Führungskräfte sind sich der Notwendigkeit bewusst, sich diesen neuen Herausforderungen zu stellen. Um das Wachstum zu fördern und den Fortbestand ihrer Organisationen zu sichern, fokussieren sich in erster Linie auf die folgenden Kernbereiche: Nachhaltigkeit, Innovation und Zusammenarbeit. Vor diesem Hintergrund berichteten auf dem Leaders in Logistics Summit im März 2023 in London zahlreiche Postunternehmen in aufschlussreichen Diskussionen über ihre Erfahrungen.
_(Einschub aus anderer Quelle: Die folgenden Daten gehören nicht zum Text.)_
//! Kind-specific validation rules
//!
//! One check function per component family; every violation lands in the
//! shared report so the caller sees the complete picture.

use once_cell::sync::Lazy;
use regex::Regex;

use super::{ErrorCategory, ValidationReport};
use crate::schema::{ComponentSpec, DynamoDbSpec, RdsSpec, Resource, S3Spec};

/// ARN shape: at least `arn:partition:service:region:account:resource`
static ARN_RE: Lazy<Regex> =
    Lazy::new(|| Regex::new(r"^arn:[a-z0-9-]+:[a-z0-9-]+:[a-z0-9-]*:[0-9]*:.+$").expect("valid regex"));

/// Secret path shape when not an ARN
static SECRET_PATH_RE: Lazy<Regex> =
    Lazy::new(|| Regex::new(r"^/?[A-Za-z0-9_.-]+(/[A-Za-z0-9_.-]+)*$").expect("valid regex"));

/// Run the rules for one component
pub fn check_component(component: &Resource, path: &str, report: &mut ValidationReport) {
    match &component.spec {
        ComponentSpec::MicroService(spec) => check_microservice(spec, path, report),
        ComponentSpec::Rds(spec) => check_rds(spec, path, report),
        ComponentSpec::DynamoDb(spec) => check_dynamodb(spec, path, report),
        ComponentSpec::S3(spec) => check_s3(spec, path, report),
        ComponentSpec::DocumentDb(spec) => {
            check_secret_ref(&spec.password_secret, path, report);
        }
        ComponentSpec::CronJob(spec) => check_cron_schedule(&spec.schedule, path, report),
        ComponentSpec::Lambda(spec) => {
            if spec.runtime.trim().is_empty() {
                report.push(
                    format!("{path}.spec.runtime"),
                    ErrorCategory::KindRule,
                    "runtime is required",
                );
            }
            if spec.handler.trim().is_empty() {
                report.push(
                    format!("{path}.spec.handler"),
                    ErrorCategory::KindRule,
                    "handler is required",
                );
            }
        }
        ComponentSpec::Alb(spec) | ComponentSpec::Nlb(spec) => {
            if spec.listeners.is_empty() {
                report.push(
                    format!("{path}.spec.listeners"),
                    ErrorCategory::KindRule,
                    "at least one listener is required",
                );
            }
        }
        ComponentSpec::CloudFront(spec) => {
            if spec.origins.is_empty() {
                report.push(
                    format!("{path}.spec.origins"),
                    ErrorCategory::KindRule,
                    "at least one origin is required",
                );
            }
            for (i, origin) in spec.origins.iter().enumerate() {
                if origin.component.is_none() && origin.domain_name.is_none() {
                    report.push(
                        format!("{path}.spec.origins[{i}]"),
                        ErrorCategory::KindRule,
                        "origin needs a component or a domainName",
                    );
                }
            }
        }
        ComponentSpec::EventBridge(spec) => {
            if spec.schedule_expression.is_none() && spec.event_pattern.is_none() {
                report.push(
                    format!("{path}.spec"),
                    ErrorCategory::KindRule,
                    "a scheduleExpression or an eventPattern is required",
                );
            }
        }
        ComponentSpec::Msk(spec) => {
            if spec.kafka_version.trim().is_empty() {
                report.push(
                    format!("{path}.spec.kafkaVersion"),
                    ErrorCategory::KindRule,
                    "kafkaVersion is required",
                );
            }
        }
        _ => {}
    }
}

fn check_microservice(
    spec: &crate::schema::MicroServiceSpec,
    path: &str,
    report: &mut ValidationReport,
) {
    if spec.image.repository.trim().is_empty() {
        report.push(
            format!("{path}.spec.image.repository"),
            ErrorCategory::KindRule,
            "image repository is required",
        );
    }
    if spec.ports.is_empty() {
        report.push(
            format!("{path}.spec.ports"),
            ErrorCategory::KindRule,
            "at least one port is required",
        );
    }
    let mut seen = std::collections::BTreeSet::new();
    for port in &spec.ports {
        if !seen.insert(port.name.as_str()) {
            report.push(
                format!("{path}.spec.ports"),
                ErrorCategory::KindRule,
                format!("duplicate port name '{}'", port.name),
            );
        }
    }
    if !matches!(spec.platform.as_str(), "ecs" | "fargate" | "eks") {
        report.push(
            format!("{path}.spec.platform"),
            ErrorCategory::KindRule,
            format!(
                "unsupported platform '{}': expected ecs, fargate, or eks",
                spec.platform
            ),
        );
    }
    if spec.health_check.is_none() {
        report.push(
            format!("{path}.spec.healthCheck"),
            ErrorCategory::KindRule,
            "a healthCheck section is required",
        );
    }
}

fn check_rds(spec: &RdsSpec, path: &str, report: &mut ValidationReport) {
    if !matches!(
        spec.engine.as_str(),
        "postgres" | "mysql" | "mariadb" | "aurora"
    ) {
        report.push(
            format!("{path}.spec.engine"),
            ErrorCategory::KindRule,
            format!(
                "unsupported engine '{}': expected postgres, mysql, mariadb, or aurora",
                spec.engine
            ),
        );
    }
    let minimum = RdsSpec::engine_minimum_storage(&spec.engine);
    if spec.allocated_storage < minimum {
        report.push(
            format!("{path}.spec.allocatedStorage"),
            ErrorCategory::KindRule,
            format!(
                "allocatedStorage {} is below the {} minimum of {minimum} GB",
                spec.allocated_storage, spec.engine
            ),
        );
    }
    check_secret_ref(&spec.password_secret, path, report);
}

fn check_dynamodb(spec: &DynamoDbSpec, path: &str, report: &mut ValidationReport) {
    match spec.billing_mode.as_str() {
        "PAY_PER_REQUEST" => {}
        "PROVISIONED" => {
            if spec.read_capacity.is_none() || spec.write_capacity.is_none() {
                report.push(
                    format!("{path}.spec.billingMode"),
                    ErrorCategory::KindRule,
                    "PROVISIONED billing requires readCapacity and writeCapacity",
                );
            }
        }
        other => {
            report.push(
                format!("{path}.spec.billingMode"),
                ErrorCategory::KindRule,
                format!("unsupported billing mode '{other}': expected PAY_PER_REQUEST or PROVISIONED"),
            );
        }
    }

    // Every key and GSI key must be covered by an attribute definition.
    let defined: std::collections::BTreeSet<&str> =
        spec.attributes.iter().map(|a| a.name.as_str()).collect();
    let mut required: Vec<&str> = vec![spec.hash_key.as_str()];
    if let Some(range) = &spec.range_key {
        required.push(range);
    }
    for gsi in &spec.global_secondary_indexes {
        required.push(&gsi.hash_key);
        if let Some(range) = &gsi.range_key {
            required.push(range);
        }
    }
    for key in required {
        if !defined.contains(key) {
            report.push(
                format!("{path}.spec.attributes"),
                ErrorCategory::KindRule,
                format!("key attribute '{key}' has no attribute definition"),
            );
        }
    }
}

fn check_s3(spec: &S3Spec, path: &str, report: &mut ValidationReport) {
    if !S3Spec::VALID_ACLS.contains(&spec.acl.as_str()) {
        report.push(
            format!("{path}.spec.acl"),
            ErrorCategory::KindRule,
            format!(
                "invalid ACL '{}': expected one of {}",
                spec.acl,
                S3Spec::VALID_ACLS.join(", ")
            ),
        );
    }
    for (i, rule) in spec.lifecycle_rules.iter().enumerate() {
        match &rule.storage_class {
            Some(class) if !S3Spec::VALID_STORAGE_CLASSES.contains(&class.as_str()) => {
                report.push(
                    format!("{path}.spec.lifecycleRules[{i}].storageClass"),
                    ErrorCategory::KindRule,
                    format!("invalid storage class '{class}'"),
                );
            }
            None if !rule.expire => {
                report.push(
                    format!("{path}.spec.lifecycleRules[{i}]"),
                    ErrorCategory::KindRule,
                    "rule needs a storageClass transition or expire: true",
                );
            }
            _ => {}
        }
    }
}

fn check_cron_schedule(schedule: &str, path: &str, report: &mut ValidationReport) {
    if schedule.split_whitespace().count() != 5 {
        report.push(
            format!("{path}.spec.schedule"),
            ErrorCategory::KindRule,
            format!("schedule '{schedule}' is not a five-field cron expression"),
        );
    }
}

/// A secret reference is a well-formed ARN or a path
fn check_secret_ref(value: &str, path: &str, report: &mut ValidationReport) {
    let ok = if value.starts_with("arn:") {
        ARN_RE.is_match(value)
    } else {
        SECRET_PATH_RE.is_match(value)
    };
    if !ok {
        report.push(
            format!("{path}.spec.passwordSecret"),
            ErrorCategory::KindRule,
            format!("'{value}' is not a valid secret ARN or path"),
        );
    }
}

// ============================================================================
// TESTS
// ============================================================================

#[cfg(test)]
mod tests {
    use super::*;
    use crate::parser::parse_documents;
    use std::path::PathBuf;

    fn check(yaml: &str) -> ValidationReport {
        let resource = parse_documents(yaml, &PathBuf::from("test.yaml"))
            .unwrap()
            .remove(0);
        let mut report = ValidationReport::default();
        check_component(&resource, resource.name(), &mut report);
        report
    }

    #[test]
    fn test_microservice_requires_health_check_and_platform() {
        let report = check(
            r#"
kind: MicroService
metadata: {name: api}
spec:
  image: {repository: registry.example.com/api}
  platform: bare-metal
  ports:
    - {name: http, containerPort: 8080}
    - {name: http, containerPort: 8081}
"#,
        );
        let messages: Vec<_> = report.errors.iter().map(|e| e.message.as_str()).collect();
        assert!(messages.iter().any(|m| m.contains("platform")));
        assert!(messages.iter().any(|m| m.contains("healthCheck")));
        assert!(messages.iter().any(|m| m.contains("duplicate port")));
    }

    #[test]
    fn test_rds_storage_minimum() {
        let report = check(
            r#"
kind: RDS
metadata: {name: db}
spec:
  engine: postgres
  allocatedStorage: 5
  passwordSecret: arn:aws:secretsmanager:us-east-1:123456789012:secret:db
"#,
        );
        assert!(report.errors[0].message.contains("minimum of 20"));
    }

    #[test]
    fn test_rds_bad_secret_ref() {
        let report = check(
            r#"
kind: RDS
metadata: {name: db}
spec:
  engine: postgres
  allocatedStorage: 20
  passwordSecret: "arn:nope"
"#,
        );
        assert!(report
            .errors
            .iter()
            .any(|e| e.message.contains("secret ARN or path")));
    }

    #[test]
    fn test_dynamodb_provisioned_needs_capacity() {
        let report = check(
            r#"
kind: DynamoDB
metadata: {name: table}
spec:
  billingMode: PROVISIONED
  hashKey: pk
  attributes: [{name: pk, type: S}]
"#,
        );
        assert!(report
            .errors
            .iter()
            .any(|e| e.message.contains("readCapacity")));
    }

    #[test]
    fn test_dynamodb_gsi_keys_need_definitions() {
        let report = check(
            r#"
kind: DynamoDB
metadata: {name: table}
spec:
  billingMode: PAY_PER_REQUEST
  hashKey: pk
  attributes: [{name: pk, type: S}]
  globalSecondaryIndexes:
    - {name: by-owner, hashKey: owner}
"#,
        );
        assert!(report.errors.iter().any(|e| e.message.contains("'owner'")));
    }

    #[test]
    fn test_s3_acl_and_storage_class() {
        let report = check(
            r#"
kind: S3
metadata: {name: assets}
spec:
  acl: everyone
  lifecycleRules:
    - {days: 30, storageClass: FROZEN}
"#,
        );
        assert_eq!(report.errors.len(), 2);
    }

    #[test]
    fn test_cron_schedule_field_count() {
        let report = check(
            r#"
kind: CronJob
metadata: {name: nightly}
spec:
  image: {repository: r}
  schedule: "0 3 * * *"
"#,
        );
        assert!(report.is_valid());

        let bad = check(
            r#"
kind: CronJob
metadata: {name: nightly}
spec:
  image: {repository: r}
  schedule: "every day"
"#,
        );
        assert!(!bad.is_valid());
    }

    #[test]
    fn test_eventbridge_needs_trigger() {
        let report = check(
            r#"
kind: EventBridge
metadata: {name: rule}
spec:
  targets: [{component: fn}]
"#,
        );
        assert!(report
            .errors
            .iter()
            .any(|e| e.message.contains("scheduleExpression")));
    }
}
Der Zustellungsmarkt: wettbewerbsintensiv und unbeständig
Die Briefbranche im freien Fall
Seit etwa zehn Jahren sehen sich die Postbetreiber mit einem Rückgang des Briefvolumens konfrontiert. Laut einer Studie des Statistik-Portals Statista ist die Zahl der weltweit zugestellten Briefe zwischen 2011 und 2020 mit 360 Milliarden statt 263 Milliarden Briefen pro Jahr um 27 % zurückgegangen. Sämtliche Postunternehmen sind von diesem Trend betroffen: Die französische Gruppe La Poste verzeichnete im Jahr 2022 einen Rückgang von 8 % gegenüber 2021, die Deutsche Post DHL Group einen Rückgang von -0,7 %, CTT Correios de Portugal einen Rückgang von -5,6 % und Poste Italiane einen Rückgang von -5,3 %. Gleichzeitig führte der explosionsartige Anstieg des Onlinehandels während der Coronakrise zu einem starken Anstieg des Paketvolumens. Entsprechend stark nahm das Paketgeschäft der Postunternehmen zu und macht z. B. bei Royal Mail inzwischen mehr als die Hälfte der Einnahmen aus.
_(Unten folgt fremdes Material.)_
//! Execution context
//!
//! Binds an invocation to its principal and tenant namespace. Built once
//! after session resolution and carried (cheaply, via `Arc`) into every
//! state, lock, and provider call. The tenancy wrappers read the prefixes
//! from here at call time; nothing else constructs namespaced keys.

use serde::{Deserialize, Serialize};

use crate::types::TenantId;

/// The principal driving this invocation
#[derive(Debug, Clone, PartialEq, Eq, Serialize, Deserialize)]
#[serde(rename_all = "lowercase")]
pub enum Principal {
    /// Platform administrator; operates on the registry and any tenant
    Admin { id: String },
    /// Tenant operator; confined to the tenant's namespace
    Tenant { id: TenantId },
}

impl Principal {
    /// Identifier recorded as lock owner and `deployed_by`
    pub fn id(&self) -> &str {
        match self {
            Principal::Admin { id } => id,
            Principal::Tenant { id } => id.as_str(),
        }
    }

    pub fn is_admin(&self) -> bool {
        matches!(self, Principal::Admin { .. })
    }
}

/// Per-invocation execution context
///
/// `enabled = false` means single-tenant mode: the tenancy wrappers become
/// transparent pass-throughs and keys are bucket-relative.
#[derive(Debug, Clone, PartialEq, Eq)]
pub struct ExecutionContext {
    pub principal: Principal,
    /// Active tenant, when running in multi-tenant mode
    pub tenant_id: Option<TenantId>,
    /// State key prefix, e.g. `tenants/team-a/v1`
    pub storage_prefix: String,
    /// Lock key prefix, e.g. `tenant:team-a`
    pub lock_prefix: String,
    /// Whether tenancy prefixing applies
    pub enabled: bool,
}

impl ExecutionContext {
    /// Context for a tenant principal; prefixes come from the registry entry
    pub fn for_tenant(
        tenant_id: TenantId,
        storage_prefix: impl Into<String>,
        lock_prefix: impl Into<String>,
    ) -> Self {
        Self {
            principal: Principal::Tenant {
                id: tenant_id.clone(),
            },
            tenant_id: Some(tenant_id),
            storage_prefix: storage_prefix.into(),
            lock_prefix: lock_prefix.into(),
            enabled: true,
        }
    }

    /// Context for an admin principal operating outside any tenant namespace
    pub fn for_admin(principal_id: impl Into<String>) -> Self {
        Self {
            principal: Principal::Admin {
                id: principal_id.into(),
            },
            tenant_id: None,
            storage_prefix: String::new(),
            lock_prefix: String::new(),
            enabled: false,
        }
    }

    /// Single-tenant context: keys are bucket-relative, no prefixing
    pub fn single_tenant(principal_id: impl Into<String>) -> Self {
        Self {
            principal: Principal::Admin {
                id: principal_id.into(),
            },
            tenant_id: None,
            storage_prefix: String::new(),
            lock_prefix: String::new(),
            enabled: false,
        }
    }

    /// Admin context scoped into a tenant's namespace (admin acting on
    /// behalf of a tenant)
    pub fn for_admin_in_tenant(
        principal_id: impl Into<String>,
        tenant_id: TenantId,
        storage_prefix: impl Into<String>,
        lock_prefix: impl Into<String>,
    ) -> Self {
        Self {
            principal: Principal::Admin {
                id: principal_id.into(),
            },
            tenant_id: Some(tenant_id),
            storage_prefix: storage_prefix.into(),
            lock_prefix: lock_prefix.into(),
            enabled: true,
        }
    }
}

#[cfg(test)]
mod tests {
    use super::*;

    #[test]
    fn test_tenant_context_enables_prefixing() {
        let ctx = ExecutionContext::for_tenant(
            TenantId::new("team-a").unwrap(),
            "tenants/team-a/v1",
            "tenant:team-a",
        );
        assert!(ctx.enabled);
        assert_eq!(ctx.storage_prefix, "tenants/team-a/v1");
        assert_eq!(ctx.principal.id(), "team-a");
    }

    #[test]
    fn test_single_tenant_context_is_passthrough() {
        let ctx = ExecutionContext::single_tenant("ops");
        assert!(!ctx.enabled);
        assert!(ctx.storage_prefix.is_empty());
    }
}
Ein hart umkämpfter Paketmarkt
Die Paketbranche zählt bereits zahlreiche Markteilnehmer – und die Postunternehmen müssen ihren Platz unter den großen spezialisierten Akteuren wie DHL, DPD (Chronopost, BRT, SEUR etc.), FedEx, UPS, GLS, Evri, Yodel sowie kleineren regionalen Organisationen finden. Während der Eröffnungssitzung des Leaders in Logistics Summit berichtete Andre Pharand (Global Managing Director des Geschäftsbereichs Postdienste bei Accenture), dass die Post zunehmend Marktanteile an kleinere B2C-Anbieter verliert, die nur geringe Vermögenswerte aufweisen und einen flexiblen und zuverlässigen Service zu günstigen Preisen anbieten können. So sei der Paketmarktanteil der Royal Mail Group von 55 % im Jahr 2016 auf 38 % im Jahr 2020 gesunken, der der Swiss Post von 89 % auf 80 %.
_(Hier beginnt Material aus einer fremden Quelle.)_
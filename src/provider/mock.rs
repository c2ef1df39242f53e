//! Mock resource provider
//!
//! Simulates a cloud in memory: creations land in a DashMap, outputs are
//! synthesized per kind, and failures/latency are scriptable per resource.
//! Backs the test suite, the E2E scenarios, and `--dry-run`.

use std::collections::BTreeMap;
use std::sync::atomic::{AtomicUsize, Ordering};
use std::sync::Mutex;
use std::time::Duration;

use async_trait::async_trait;
use dashmap::DashMap;

use super::{
    cloud_resource_name, resource_tags, ProviderError, ProviderOptions, ProviderResult,
    ResourceProvider,
};
use crate::schema::{Kind, Resource};
use crate::state::{ResourceState, ResourceStatus};

#[derive(Debug, Clone)]
struct MockResource {
    kind: Kind,
    outputs: BTreeMap<String, String>,
    #[allow(dead_code)]
    tags: BTreeMap<String, String>,
}

/// Scriptable in-memory provider
#[derive(Default)]
pub struct MockProvider {
    resources: DashMap<String, MockResource>,
    /// Component name → error message injected on create/update
    failures: DashMap<String, String>,
    /// Component name → error message injected on read
    read_failures: DashMap<String, String>,
    /// Simulated latency applied to every mutation
    latency: Mutex<Option<Duration>>,
    /// Per-resource latency overrides
    latency_overrides: DashMap<String, Duration>,
    create_calls: AtomicUsize,
    delete_calls: AtomicUsize,
    /// Mutation order, for assertions on rollback sequencing
    journal: Mutex<Vec<String>>,
}

impl MockProvider {
    pub fn new() -> Self {
        Self::default()
    }

    /// Script a failure for one component
    pub fn fail_on(&self, component: &str, message: &str) {
        self.failures
            .insert(component.to_string(), message.to_string());
    }

    /// Apply a fixed latency to every mutation
    pub fn set_latency(&self, latency: Duration) {
        *self.latency.lock().expect("latency lock") = Some(latency);
    }

    /// Override the latency for one resource
    pub fn set_latency_for(&self, id: &str, latency: Duration) {
        self.latency_overrides.insert(id.to_string(), latency);
    }

    /// Script a failure for one component's reads
    pub fn fail_read(&self, component: &str, message: &str) {
        self.read_failures
            .insert(component.to_string(), message.to_string());
    }

    /// Simulate out-of-band deletion (drift)
    pub fn remove_externally(&self, id: &str) -> bool {
        self.resources.remove(id).is_some()
    }

    /// Simulate an out-of-band modification of a live resource's outputs
    pub fn set_outputs(&self, id: &str, outputs: BTreeMap<String, String>) -> bool {
        match self.resources.get_mut(id) {
            Some(mut resource) => {
                resource.outputs = outputs;
                true
            }
            None => false,
        }
    }

    pub fn resource_count(&self) -> usize {
        self.resources.len()
    }

    pub fn create_calls(&self) -> usize {
        self.create_calls.load(Ordering::SeqCst)
    }

    pub fn delete_calls(&self) -> usize {
        self.delete_calls.load(Ordering::SeqCst)
    }

    /// Ordered record of mutations, e.g. `create db`, `delete api`
    pub fn journal(&self) -> Vec<String> {
        self.journal.lock().expect("journal lock").clone()
    }

    fn record(&self, entry: String) {
        self.journal.lock().expect("journal lock").push(entry);
    }

    async fn simulate_latency(&self, id: &str) {
        let latency = self
            .latency_overrides
            .get(id)
            .map(|entry| *entry.value())
            .or(*self.latency.lock().expect("latency lock"));
        if let Some(latency) = latency {
            tokio::time::sleep(latency).await;
        }
    }

    fn check_failure(&self, id: &str, operation: &str) -> Result<(), ProviderError> {
        if let Some(message) = self.failures.get(id) {
            return Err(ProviderError::new("mock", operation, id, message.clone()));
        }
        Ok(())
    }

    /// Kind-appropriate synthetic outputs
    fn synthesize_outputs(kind: Kind, cloud_name: &str) -> BTreeMap<String, String> {
        let arn = format!("arn:aws:mock:us-east-1:000000000000:{cloud_name}");
        let mut outputs = BTreeMap::from([("arn".to_string(), arn)]);
        match kind {
            Kind::Rds | Kind::DocumentDb => {
                outputs.insert(
                    "endpoint".to_string(),
                    format!("{cloud_name}.cluster.mock.rds.amazonaws.com:5432"),
                );
            }
            Kind::Sqs => {
                outputs.insert(
                    "url".to_string(),
                    format!("https://sqs.mock.amazonaws.com/000000000000/{cloud_name}"),
                );
            }
            Kind::Sns | Kind::EventBridge => {}
            Kind::S3 => {
                outputs.insert("bucket".to_string(), cloud_name.to_string());
            }
            Kind::DynamoDb => {
                outputs.insert("table".to_string(), cloud_name.to_string());
            }
            Kind::Alb | Kind::Nlb | Kind::CloudFront | Kind::ApiGateway => {
                outputs.insert(
                    "dnsName".to_string(),
                    format!("{cloud_name}.mock.elb.amazonaws.com"),
                );
            }
            Kind::MicroService | Kind::Worker | Kind::CronJob | Kind::Lambda => {
                outputs.insert("serviceName".to_string(), cloud_name.to_string());
            }
            _ => {}
        }
        outputs
    }
}

#[async_trait]
impl ResourceProvider for MockProvider {
    fn name(&self) -> &str {
        "mock"
    }

    async fn create(
        &self,
        desired: &Resource,
        opts: &ProviderOptions,
    ) -> Result<ProviderResult, ProviderError> {
        let id = desired.name().to_string();
        self.simulate_latency(&id).await;
        self.check_failure(&id, "create")?;
        self.create_calls.fetch_add(1, Ordering::SeqCst);

        let cloud_name = cloud_resource_name(&opts.stack, &opts.service, &id, desired.kind);
        let outputs = Self::synthesize_outputs(desired.kind, &cloud_name);
        let tags = resource_tags(opts, &id, desired.kind, &desired.metadata.labels);

        if !opts.dry_run {
            self.resources.insert(
                id.clone(),
                MockResource {
                    kind: desired.kind,
                    outputs: outputs.clone(),
                    tags,
                },
            );
            self.record(format!("create {id}"));
        }

        Ok(ProviderResult {
            id,
            status: ResourceStatus::Ready,
            outputs,
        })
    }

    async fn read(&self, id: &str) -> Result<ProviderResult, ProviderError> {
        if let Some(message) = self.read_failures.get(id) {
            return Err(ProviderError::new("mock", "read", id, message.clone()));
        }
        match self.resources.get(id) {
            Some(resource) => Ok(ProviderResult {
                id: id.to_string(),
                status: ResourceStatus::Ready,
                outputs: resource.outputs.clone(),
            }),
            None => Err(ProviderError::new(
                "mock",
                "read",
                id,
                "resource not found",
            )),
        }
    }

    async fn update(
        &self,
        desired: &Resource,
        _current: &ResourceState,
        opts: &ProviderOptions,
    ) -> Result<ProviderResult, ProviderError> {
        let id = desired.name().to_string();
        self.simulate_latency(&id).await;
        self.check_failure(&id, "update")?;

        let cloud_name = cloud_resource_name(&opts.stack, &opts.service, &id, desired.kind);
        let outputs = Self::synthesize_outputs(desired.kind, &cloud_name);
        if !opts.dry_run {
            self.resources.insert(
                id.clone(),
                MockResource {
                    kind: desired.kind,
                    outputs: outputs.clone(),
                    tags: resource_tags(opts, &id, desired.kind, &desired.metadata.labels),
                },
            );
            self.record(format!("update {id}"));
        }

        Ok(ProviderResult {
            id,
            status: ResourceStatus::Ready,
            outputs,
        })
    }

    async fn delete(&self, id: &str, opts: &ProviderOptions) -> Result<(), ProviderError> {
        self.simulate_latency(id).await;
        self.check_failure(id, "delete")?;
        self.delete_calls.fetch_add(1, Ordering::SeqCst);
        if !opts.dry_run {
            self.resources.remove(id);
            self.record(format!("delete {id}"));
        }
        Ok(())
    }

    async fn exists(&self, id: &str) -> Result<bool, ProviderError> {
        Ok(self.resources.contains_key(id))
    }

    async fn get_outputs(&self, id: &str) -> Result<BTreeMap<String, String>, ProviderError> {
        self.resources
            .get(id)
            .map(|r| r.outputs.clone())
            .ok_or_else(|| ProviderError::new("mock", "get_outputs", id, "resource not found"))
    }
}

// ============================================================================
// TESTS
// ============================================================================

#[cfg(test)]
mod tests {
    use super::*;
    use crate::parser::parse_documents;
    use std::path::PathBuf;

    fn rds() -> Resource {
        parse_documents(
            r#"
kind: RDS
metadata: {name: db}
spec:
  engine: postgres
  allocatedStorage: 20
  passwordSecret: arn:aws:secretsmanager:us-east-1:123456789012:secret:db
"#,
            &PathBuf::from("test.yaml"),
        )
        .unwrap()
        .remove(0)
    }

    fn opts() -> ProviderOptions {
        ProviderOptions {
            stack: "app".into(),
            service: "backend".into(),
            ..Default::default()
        }
    }

    #[tokio::test]
    async fn test_create_synthesizes_kind_outputs() {
        let provider = MockProvider::new();
        let result = provider.create(&rds(), &opts()).await.unwrap();

        assert_eq!(result.status, ResourceStatus::Ready);
        assert!(result.outputs["endpoint"].contains("app-backend-db"));
        assert!(provider.exists("db").await.unwrap());
    }

    #[tokio::test]
    async fn test_scripted_failure() {
        let provider = MockProvider::new();
        provider.fail_on("db", "quota exceeded");

        let err = provider.create(&rds(), &opts()).await.unwrap_err();
        assert_eq!(err.operation, "create");
        assert!(err.message.contains("quota"));
        assert!(!provider.exists("db").await.unwrap());
    }

    #[tokio::test]
    async fn test_dry_run_mutates_nothing() {
        let provider = MockProvider::new();
        let mut options = opts();
        options.dry_run = true;

        provider.create(&rds(), &options).await.unwrap();
        assert_eq!(provider.resource_count(), 0);
    }

    #[tokio::test]
    async fn test_external_removal_detected() {
        let provider = MockProvider::new();
        provider.create(&rds(), &opts()).await.unwrap();
        assert!(provider.remove_externally("db"));
        assert!(!provider.exists("db").await.unwrap());
        assert!(provider.read("db").await.is_err());
    }

    #[tokio::test]
    async fn test_external_modification_changes_outputs() {
        let provider = MockProvider::new();
        provider.create(&rds(), &opts()).await.unwrap();

        let changed = BTreeMap::from([(
            "endpoint".to_string(),
            "moved.cluster.mock.rds.amazonaws.com:5432".to_string(),
        )]);
        assert!(provider.set_outputs("db", changed.clone()));
        assert_eq!(provider.read("db").await.unwrap().outputs, changed);
        // Unknown ids are reported, not upserted.
        assert!(!provider.set_outputs("ghost", BTreeMap::new()));
    }

    #[tokio::test]
    async fn test_scripted_read_failure() {
        let provider = MockProvider::new();
        provider.create(&rds(), &opts()).await.unwrap();
        provider.fail_read("db", "throttled");

        let err = provider.read("db").await.unwrap_err();
        assert_eq!(err.operation, "read");
        assert!(err.message.contains("throttled"));
        // The resource is still there; only reads are failing.
        assert!(provider.exists("db").await.unwrap());
    }

    #[tokio::test]
    async fn test_journal_records_order() {
        let provider = MockProvider::new();
        provider.create(&rds(), &opts()).await.unwrap();
        provider.delete("db", &opts()).await.unwrap();
        assert_eq!(provider.journal(), vec!["create db", "delete db"]);
    }
}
Krieg in der Ukraine: sinkende Volumen und steigende Kosten
Nach den für die Lieferbranche außergewöhnlichen Jahren 2020 und 2021 gingen die Volumina 2022 wieder zurück. In der Diskussionsrunde „Digital, sustainable, efficient: logistics in a post-Covid world“ auf dem Leaders in Logistics Summit verdeutlichte Thiemo van Spellen, Group Global Accounts Managing Director der Geopost-Gruppe: „Nach der Coronakrise, während der Volumen und Aktivität drastisch anstiegen, hat sich die Situation Anfang 2022 normalisiert. Dieser Negativtrend wurde durch die russische Invasion in der Ukraine noch beschleunigt. Im europäischen Raum geben die Verbraucher weniger Geld im Onlinehandel aus – was sich direkt auf unsere Volumina auswirkt.“
Tatsächlich führen die geopolitischen Unsicherheiten zu einer weltweiten Inflation – mit einer doppelten Belastung für die Transportunternehmen:
- Steigende Betriebskosten durch höhere Treibstoff- und Energiepreise
- Ein signifikanter Rückgang der Paketvolumen
Charles Brewer, CEO der Pos Malaysia Group, beobachtete insbesondere zwischen 2021 und 2022 einen Rückgang des Paketvolumens um 30 %. Die Ursachen: das makroökonomische Umfeld sowie die verschärfte Wettbewerbssituation. Ähnliches gilt für nahezu alle Postunternehmen: -5,3 % Volumenrückgang bei den von USPS im Jahr 2022 ausgelieferten Paketen, -4 % bei Swiss Post, -10 % bei Colissimo (La Poste), -6 % bei PostNord und -3,8 % bei PostNL.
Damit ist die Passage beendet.